(Work required):
Where does the word "before" appear in the data? Copy every line that holds it.

(Task material):

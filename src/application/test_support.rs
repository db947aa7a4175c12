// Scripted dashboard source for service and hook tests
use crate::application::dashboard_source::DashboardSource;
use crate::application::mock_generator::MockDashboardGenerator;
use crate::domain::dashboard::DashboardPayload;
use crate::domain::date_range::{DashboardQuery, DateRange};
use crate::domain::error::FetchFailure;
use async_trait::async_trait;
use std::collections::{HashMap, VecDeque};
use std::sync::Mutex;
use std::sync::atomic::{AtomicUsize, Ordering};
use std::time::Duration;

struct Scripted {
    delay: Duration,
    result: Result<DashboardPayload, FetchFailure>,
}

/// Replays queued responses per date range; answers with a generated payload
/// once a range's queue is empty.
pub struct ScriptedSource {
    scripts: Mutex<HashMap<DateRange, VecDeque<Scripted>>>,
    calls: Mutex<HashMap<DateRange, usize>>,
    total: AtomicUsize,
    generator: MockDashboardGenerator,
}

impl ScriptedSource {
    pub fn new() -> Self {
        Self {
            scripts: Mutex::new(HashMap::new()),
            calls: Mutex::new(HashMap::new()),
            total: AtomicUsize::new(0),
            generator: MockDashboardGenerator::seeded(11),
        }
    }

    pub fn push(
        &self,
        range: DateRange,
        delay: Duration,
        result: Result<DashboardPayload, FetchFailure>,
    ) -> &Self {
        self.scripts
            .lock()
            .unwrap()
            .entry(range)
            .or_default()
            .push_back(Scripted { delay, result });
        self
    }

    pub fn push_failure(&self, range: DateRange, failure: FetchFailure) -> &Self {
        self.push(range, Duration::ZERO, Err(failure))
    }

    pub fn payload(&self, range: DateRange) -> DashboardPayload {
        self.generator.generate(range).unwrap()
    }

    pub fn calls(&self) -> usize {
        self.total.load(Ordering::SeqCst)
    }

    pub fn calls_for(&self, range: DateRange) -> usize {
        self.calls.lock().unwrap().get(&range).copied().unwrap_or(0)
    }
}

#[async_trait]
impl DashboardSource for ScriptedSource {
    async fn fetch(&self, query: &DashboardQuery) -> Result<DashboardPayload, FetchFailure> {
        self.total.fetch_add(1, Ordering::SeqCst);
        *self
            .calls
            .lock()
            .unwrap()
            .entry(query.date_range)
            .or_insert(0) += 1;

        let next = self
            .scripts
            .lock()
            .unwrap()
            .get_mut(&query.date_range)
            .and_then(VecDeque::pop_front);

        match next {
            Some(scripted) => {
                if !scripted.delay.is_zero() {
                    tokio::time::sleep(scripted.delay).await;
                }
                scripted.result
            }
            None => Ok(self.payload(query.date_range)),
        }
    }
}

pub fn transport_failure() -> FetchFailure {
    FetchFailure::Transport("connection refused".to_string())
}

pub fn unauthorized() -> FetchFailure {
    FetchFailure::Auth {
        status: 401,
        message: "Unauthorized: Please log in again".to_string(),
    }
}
--
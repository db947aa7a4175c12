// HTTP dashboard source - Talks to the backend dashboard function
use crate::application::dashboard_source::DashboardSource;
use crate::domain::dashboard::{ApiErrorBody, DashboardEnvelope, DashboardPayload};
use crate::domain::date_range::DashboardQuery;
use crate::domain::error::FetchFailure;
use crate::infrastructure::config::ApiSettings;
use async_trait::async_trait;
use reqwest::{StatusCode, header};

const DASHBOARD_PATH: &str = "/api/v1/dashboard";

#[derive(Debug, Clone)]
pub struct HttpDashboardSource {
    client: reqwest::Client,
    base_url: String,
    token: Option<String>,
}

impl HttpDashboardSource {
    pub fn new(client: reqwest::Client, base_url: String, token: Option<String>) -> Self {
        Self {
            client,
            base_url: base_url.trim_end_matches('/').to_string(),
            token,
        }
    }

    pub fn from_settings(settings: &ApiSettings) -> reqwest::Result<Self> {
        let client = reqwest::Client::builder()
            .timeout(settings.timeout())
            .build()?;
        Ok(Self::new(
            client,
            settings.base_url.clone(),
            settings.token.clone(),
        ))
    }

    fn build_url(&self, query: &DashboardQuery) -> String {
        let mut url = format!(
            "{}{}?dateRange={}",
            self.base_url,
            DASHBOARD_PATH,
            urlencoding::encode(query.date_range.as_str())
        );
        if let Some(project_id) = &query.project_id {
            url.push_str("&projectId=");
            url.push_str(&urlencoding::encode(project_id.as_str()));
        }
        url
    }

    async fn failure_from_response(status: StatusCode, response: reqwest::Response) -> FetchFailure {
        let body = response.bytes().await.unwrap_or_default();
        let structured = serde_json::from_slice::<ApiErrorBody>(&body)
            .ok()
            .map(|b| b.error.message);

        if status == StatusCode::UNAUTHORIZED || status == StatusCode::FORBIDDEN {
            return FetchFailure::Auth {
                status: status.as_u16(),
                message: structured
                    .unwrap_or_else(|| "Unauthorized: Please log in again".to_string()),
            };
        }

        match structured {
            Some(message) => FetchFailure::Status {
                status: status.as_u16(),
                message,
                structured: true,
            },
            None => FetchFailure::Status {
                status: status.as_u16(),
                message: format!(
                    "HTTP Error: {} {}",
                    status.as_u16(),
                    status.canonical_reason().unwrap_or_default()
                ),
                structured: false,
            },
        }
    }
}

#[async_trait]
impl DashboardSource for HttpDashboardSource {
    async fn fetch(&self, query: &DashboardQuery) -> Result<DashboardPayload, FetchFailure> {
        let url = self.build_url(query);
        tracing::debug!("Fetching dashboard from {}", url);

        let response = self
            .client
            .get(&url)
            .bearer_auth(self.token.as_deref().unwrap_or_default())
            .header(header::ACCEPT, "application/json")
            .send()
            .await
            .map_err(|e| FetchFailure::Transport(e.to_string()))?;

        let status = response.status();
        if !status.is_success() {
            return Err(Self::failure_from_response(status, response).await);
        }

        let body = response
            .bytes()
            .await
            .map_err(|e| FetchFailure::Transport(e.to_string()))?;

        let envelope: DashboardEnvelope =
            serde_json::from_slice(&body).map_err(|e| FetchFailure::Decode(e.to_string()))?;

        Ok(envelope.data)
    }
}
---
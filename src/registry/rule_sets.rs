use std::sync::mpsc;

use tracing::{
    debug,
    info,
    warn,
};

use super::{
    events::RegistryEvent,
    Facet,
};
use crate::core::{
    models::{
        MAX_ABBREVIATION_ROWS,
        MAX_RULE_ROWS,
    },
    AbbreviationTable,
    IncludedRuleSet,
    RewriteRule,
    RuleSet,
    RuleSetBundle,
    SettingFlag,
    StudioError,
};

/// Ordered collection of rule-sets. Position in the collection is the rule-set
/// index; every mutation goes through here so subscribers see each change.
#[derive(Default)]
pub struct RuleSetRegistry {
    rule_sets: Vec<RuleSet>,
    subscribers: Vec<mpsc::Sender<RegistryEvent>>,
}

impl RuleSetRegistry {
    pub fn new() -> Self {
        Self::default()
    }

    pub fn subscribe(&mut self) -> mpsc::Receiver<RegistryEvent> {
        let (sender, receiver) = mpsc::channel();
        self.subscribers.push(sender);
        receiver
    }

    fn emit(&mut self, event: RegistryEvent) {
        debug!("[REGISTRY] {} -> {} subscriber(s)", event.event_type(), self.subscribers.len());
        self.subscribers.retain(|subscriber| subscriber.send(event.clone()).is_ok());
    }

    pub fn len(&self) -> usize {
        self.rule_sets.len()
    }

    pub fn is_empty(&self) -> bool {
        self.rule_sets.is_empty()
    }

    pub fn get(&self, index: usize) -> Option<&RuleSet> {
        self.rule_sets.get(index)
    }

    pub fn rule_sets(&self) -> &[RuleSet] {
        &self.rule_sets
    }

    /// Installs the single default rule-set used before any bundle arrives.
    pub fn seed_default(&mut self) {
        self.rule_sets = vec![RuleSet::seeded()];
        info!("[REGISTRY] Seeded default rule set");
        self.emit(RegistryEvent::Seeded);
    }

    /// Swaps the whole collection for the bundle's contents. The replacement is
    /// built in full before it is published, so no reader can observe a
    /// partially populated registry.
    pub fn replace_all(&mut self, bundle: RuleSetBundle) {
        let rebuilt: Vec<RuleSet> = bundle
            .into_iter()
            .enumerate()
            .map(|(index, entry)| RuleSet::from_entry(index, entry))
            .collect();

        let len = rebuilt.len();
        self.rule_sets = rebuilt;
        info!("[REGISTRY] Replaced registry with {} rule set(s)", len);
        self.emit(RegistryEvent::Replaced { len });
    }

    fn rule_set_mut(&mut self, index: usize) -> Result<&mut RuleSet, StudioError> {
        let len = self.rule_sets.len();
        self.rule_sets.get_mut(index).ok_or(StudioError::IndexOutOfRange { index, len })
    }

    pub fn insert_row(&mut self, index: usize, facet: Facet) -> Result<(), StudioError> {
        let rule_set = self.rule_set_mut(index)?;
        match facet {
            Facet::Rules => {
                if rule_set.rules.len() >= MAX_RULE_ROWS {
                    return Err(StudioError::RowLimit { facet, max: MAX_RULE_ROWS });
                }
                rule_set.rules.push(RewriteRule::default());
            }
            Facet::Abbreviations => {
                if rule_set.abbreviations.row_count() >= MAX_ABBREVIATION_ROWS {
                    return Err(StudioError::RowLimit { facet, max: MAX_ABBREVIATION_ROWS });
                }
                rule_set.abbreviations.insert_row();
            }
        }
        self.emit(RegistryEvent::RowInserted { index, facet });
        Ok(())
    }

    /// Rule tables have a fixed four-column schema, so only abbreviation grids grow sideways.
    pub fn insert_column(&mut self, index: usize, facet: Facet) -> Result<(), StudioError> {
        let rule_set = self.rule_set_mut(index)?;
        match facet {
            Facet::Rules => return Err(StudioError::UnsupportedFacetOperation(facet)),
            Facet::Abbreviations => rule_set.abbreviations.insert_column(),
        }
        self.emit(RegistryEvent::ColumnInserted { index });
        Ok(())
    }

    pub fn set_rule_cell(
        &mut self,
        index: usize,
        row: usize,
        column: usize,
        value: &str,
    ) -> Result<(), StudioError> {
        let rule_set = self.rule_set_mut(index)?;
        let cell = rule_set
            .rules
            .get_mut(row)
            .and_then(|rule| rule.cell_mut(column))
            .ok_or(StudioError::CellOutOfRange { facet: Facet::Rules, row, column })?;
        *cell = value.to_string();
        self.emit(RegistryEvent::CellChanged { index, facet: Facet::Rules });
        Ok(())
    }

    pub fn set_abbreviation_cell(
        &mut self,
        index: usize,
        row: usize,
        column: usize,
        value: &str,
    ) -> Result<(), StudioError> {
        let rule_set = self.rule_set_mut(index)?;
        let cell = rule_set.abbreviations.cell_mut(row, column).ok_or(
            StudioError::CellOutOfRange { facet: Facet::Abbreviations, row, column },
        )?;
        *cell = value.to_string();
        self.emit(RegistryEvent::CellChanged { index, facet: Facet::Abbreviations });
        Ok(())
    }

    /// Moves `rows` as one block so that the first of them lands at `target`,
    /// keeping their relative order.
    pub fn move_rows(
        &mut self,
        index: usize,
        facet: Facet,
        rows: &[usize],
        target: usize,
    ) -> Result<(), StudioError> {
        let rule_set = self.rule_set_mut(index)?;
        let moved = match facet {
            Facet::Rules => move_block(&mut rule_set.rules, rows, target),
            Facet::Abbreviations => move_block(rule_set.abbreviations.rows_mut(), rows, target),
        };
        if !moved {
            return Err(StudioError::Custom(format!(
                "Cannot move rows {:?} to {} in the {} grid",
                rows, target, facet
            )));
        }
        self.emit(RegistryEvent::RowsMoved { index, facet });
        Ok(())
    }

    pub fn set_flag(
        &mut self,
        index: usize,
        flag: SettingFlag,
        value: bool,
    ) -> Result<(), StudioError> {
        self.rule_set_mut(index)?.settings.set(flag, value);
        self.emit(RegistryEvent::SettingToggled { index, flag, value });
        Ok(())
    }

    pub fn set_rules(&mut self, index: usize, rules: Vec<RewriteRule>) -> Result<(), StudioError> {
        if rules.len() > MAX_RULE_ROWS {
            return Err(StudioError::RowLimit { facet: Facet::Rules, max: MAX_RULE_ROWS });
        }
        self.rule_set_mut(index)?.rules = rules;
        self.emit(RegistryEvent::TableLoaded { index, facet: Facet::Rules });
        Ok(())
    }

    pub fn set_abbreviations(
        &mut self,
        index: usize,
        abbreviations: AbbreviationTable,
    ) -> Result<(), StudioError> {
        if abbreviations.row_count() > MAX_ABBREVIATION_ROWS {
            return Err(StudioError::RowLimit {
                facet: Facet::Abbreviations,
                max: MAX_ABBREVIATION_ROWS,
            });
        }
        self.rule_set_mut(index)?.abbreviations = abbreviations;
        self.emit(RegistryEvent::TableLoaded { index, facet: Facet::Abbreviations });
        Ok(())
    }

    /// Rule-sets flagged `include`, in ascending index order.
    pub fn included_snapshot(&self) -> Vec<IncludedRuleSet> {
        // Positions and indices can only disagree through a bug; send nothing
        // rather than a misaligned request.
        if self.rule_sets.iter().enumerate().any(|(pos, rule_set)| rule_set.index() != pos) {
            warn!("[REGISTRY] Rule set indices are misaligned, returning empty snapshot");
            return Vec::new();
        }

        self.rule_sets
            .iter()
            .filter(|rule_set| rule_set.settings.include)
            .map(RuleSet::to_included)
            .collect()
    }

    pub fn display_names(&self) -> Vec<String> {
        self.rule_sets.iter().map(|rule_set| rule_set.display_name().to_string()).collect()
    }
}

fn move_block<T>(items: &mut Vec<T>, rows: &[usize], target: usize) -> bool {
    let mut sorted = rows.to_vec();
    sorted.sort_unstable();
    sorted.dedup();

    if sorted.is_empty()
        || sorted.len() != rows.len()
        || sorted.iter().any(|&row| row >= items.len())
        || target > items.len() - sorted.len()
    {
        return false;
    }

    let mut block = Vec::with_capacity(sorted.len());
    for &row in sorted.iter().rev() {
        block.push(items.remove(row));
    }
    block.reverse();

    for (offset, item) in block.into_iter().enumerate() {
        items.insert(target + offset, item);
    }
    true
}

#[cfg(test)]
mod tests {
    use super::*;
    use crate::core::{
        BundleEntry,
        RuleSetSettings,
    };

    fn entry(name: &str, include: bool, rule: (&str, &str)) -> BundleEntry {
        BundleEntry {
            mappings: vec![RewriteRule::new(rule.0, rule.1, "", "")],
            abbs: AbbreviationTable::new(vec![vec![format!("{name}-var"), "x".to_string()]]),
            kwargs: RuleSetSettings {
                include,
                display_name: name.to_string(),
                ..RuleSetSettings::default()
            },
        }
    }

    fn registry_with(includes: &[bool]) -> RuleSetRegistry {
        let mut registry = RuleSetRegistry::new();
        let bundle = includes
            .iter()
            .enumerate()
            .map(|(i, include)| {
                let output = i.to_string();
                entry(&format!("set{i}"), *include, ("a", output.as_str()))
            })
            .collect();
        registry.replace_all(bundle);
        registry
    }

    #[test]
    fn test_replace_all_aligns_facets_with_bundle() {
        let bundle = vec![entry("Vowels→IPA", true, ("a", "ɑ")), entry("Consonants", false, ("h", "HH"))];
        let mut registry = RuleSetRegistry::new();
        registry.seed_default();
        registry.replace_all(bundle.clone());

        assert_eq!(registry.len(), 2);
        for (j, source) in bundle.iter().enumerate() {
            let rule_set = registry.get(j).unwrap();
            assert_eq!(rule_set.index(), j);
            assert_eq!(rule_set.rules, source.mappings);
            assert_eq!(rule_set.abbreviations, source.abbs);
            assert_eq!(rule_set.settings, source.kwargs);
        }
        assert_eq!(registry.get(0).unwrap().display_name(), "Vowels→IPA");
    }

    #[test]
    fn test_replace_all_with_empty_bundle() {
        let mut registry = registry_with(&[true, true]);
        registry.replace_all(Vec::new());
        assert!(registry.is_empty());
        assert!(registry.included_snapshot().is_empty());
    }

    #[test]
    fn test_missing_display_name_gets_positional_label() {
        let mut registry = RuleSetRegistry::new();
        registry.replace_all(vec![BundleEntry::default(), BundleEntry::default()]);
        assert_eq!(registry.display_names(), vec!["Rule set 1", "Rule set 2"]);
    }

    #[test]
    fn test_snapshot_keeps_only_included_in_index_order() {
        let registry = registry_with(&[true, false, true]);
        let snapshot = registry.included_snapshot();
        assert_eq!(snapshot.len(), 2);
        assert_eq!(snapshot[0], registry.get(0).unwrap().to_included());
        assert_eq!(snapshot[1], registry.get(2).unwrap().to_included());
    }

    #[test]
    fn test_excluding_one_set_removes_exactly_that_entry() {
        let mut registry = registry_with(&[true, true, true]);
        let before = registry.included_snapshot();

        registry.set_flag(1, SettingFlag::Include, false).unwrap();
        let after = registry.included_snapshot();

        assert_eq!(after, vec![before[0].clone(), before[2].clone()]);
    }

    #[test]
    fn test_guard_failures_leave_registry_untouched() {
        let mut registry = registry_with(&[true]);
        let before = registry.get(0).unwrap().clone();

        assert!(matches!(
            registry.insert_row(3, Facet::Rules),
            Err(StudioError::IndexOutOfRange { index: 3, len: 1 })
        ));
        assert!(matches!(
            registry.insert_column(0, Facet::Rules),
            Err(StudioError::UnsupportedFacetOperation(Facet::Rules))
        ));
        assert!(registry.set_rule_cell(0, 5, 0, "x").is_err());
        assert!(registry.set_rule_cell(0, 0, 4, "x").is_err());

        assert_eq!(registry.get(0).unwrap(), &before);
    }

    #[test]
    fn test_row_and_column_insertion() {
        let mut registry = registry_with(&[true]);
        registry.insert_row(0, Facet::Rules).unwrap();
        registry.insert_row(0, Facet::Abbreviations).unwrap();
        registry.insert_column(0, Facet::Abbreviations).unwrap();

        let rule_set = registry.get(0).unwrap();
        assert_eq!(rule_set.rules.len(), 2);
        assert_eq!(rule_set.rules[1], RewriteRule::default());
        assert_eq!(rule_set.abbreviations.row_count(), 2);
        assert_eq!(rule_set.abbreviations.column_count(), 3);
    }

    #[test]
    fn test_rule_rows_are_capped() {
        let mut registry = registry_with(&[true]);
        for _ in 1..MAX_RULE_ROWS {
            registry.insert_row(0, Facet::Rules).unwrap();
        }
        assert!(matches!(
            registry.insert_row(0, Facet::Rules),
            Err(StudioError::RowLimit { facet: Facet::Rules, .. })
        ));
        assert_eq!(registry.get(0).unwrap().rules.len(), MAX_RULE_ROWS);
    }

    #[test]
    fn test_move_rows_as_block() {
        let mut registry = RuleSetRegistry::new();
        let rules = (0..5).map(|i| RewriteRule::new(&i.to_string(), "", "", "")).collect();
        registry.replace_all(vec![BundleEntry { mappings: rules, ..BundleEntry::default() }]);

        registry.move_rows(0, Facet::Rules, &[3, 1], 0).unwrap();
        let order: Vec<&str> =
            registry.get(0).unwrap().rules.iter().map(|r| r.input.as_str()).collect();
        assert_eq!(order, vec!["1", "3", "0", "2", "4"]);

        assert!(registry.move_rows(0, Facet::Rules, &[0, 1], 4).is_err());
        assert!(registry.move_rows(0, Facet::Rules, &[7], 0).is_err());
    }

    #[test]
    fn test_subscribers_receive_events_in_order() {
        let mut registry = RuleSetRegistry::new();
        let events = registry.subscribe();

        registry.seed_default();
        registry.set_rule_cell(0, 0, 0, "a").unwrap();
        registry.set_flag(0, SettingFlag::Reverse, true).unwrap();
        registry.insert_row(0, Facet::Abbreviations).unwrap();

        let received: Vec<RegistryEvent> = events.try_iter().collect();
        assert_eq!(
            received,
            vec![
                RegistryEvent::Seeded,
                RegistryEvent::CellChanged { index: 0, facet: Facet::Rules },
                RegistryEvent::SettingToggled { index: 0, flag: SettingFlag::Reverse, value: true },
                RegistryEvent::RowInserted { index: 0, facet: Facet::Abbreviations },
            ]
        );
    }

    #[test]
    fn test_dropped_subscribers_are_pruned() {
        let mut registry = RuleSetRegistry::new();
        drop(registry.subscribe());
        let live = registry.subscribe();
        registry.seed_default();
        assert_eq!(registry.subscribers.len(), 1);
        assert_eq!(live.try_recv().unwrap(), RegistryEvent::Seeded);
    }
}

(Expected answer):
    /// Installs the single default rule-set used before any bundle arrives.
    /// built in full before it is published, so no reader can observe a
        let before = registry.included_snapshot();
        assert_eq!(after, vec![before[0].clone(), before[2].clone()]);
        let before = registry.get(0).unwrap().clone();
        assert_eq!(registry.get(0).unwrap(), &before);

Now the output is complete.